Go to the line below containing "filename src/report/types.rs" and print exactly from there through the line containing "impl std::fmt::Display for", both included. Print nothing else.

────────────────────

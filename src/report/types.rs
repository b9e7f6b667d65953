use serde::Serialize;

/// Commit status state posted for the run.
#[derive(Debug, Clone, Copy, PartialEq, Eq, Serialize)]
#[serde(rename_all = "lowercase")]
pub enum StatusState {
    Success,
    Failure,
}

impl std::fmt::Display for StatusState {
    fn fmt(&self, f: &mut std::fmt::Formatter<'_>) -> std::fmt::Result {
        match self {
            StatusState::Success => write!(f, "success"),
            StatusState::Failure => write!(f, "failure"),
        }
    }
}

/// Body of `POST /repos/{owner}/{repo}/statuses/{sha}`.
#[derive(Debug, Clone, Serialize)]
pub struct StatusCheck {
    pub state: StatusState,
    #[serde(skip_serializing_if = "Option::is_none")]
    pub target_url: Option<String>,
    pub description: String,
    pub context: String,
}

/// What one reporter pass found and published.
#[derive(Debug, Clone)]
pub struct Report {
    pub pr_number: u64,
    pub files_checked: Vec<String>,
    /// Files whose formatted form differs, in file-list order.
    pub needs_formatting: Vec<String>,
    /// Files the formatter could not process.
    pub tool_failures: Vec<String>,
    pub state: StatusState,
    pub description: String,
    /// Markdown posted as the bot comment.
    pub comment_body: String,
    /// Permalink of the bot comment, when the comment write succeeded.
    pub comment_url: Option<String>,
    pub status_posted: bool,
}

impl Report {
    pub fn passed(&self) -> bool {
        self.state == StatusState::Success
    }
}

────────────────────

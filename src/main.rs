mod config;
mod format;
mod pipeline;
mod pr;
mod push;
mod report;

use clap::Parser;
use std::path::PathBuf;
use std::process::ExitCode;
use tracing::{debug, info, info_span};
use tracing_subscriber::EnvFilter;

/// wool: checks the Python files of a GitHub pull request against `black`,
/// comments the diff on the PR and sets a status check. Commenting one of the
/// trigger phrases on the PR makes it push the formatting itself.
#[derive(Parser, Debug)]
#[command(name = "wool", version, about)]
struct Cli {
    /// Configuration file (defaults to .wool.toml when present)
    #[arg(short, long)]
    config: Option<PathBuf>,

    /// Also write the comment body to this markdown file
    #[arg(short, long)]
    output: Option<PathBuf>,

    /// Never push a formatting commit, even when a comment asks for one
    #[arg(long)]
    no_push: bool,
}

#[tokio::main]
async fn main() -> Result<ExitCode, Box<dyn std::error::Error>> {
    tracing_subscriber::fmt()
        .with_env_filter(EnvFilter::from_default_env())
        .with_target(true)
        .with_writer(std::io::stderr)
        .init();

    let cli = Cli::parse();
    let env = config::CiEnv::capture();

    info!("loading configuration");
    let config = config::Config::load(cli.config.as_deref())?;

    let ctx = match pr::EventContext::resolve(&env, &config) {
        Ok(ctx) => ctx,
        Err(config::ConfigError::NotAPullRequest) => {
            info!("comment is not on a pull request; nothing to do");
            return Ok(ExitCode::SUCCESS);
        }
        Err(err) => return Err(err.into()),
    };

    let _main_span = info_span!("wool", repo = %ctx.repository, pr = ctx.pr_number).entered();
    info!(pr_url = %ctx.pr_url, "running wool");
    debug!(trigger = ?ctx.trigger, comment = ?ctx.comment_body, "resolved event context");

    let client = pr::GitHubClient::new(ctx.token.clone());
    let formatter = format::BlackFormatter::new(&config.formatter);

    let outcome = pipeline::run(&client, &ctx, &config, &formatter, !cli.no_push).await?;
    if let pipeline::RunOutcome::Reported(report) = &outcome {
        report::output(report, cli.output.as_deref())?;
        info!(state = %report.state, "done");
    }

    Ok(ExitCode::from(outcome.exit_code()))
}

────────────────────

*Task answer*
filename src/report/types.rs
repository b9e7f6b667d65953
use serde::Serialize;

/// Commit status state posted for the run.
#[derive(Debug, Clone, Copy, PartialEq, Eq, Serialize)]
#[serde(rename_all = "lowercase")]
pub enum StatusState {
    Success,
    Failure,
}

impl std::fmt::Display for StatusState {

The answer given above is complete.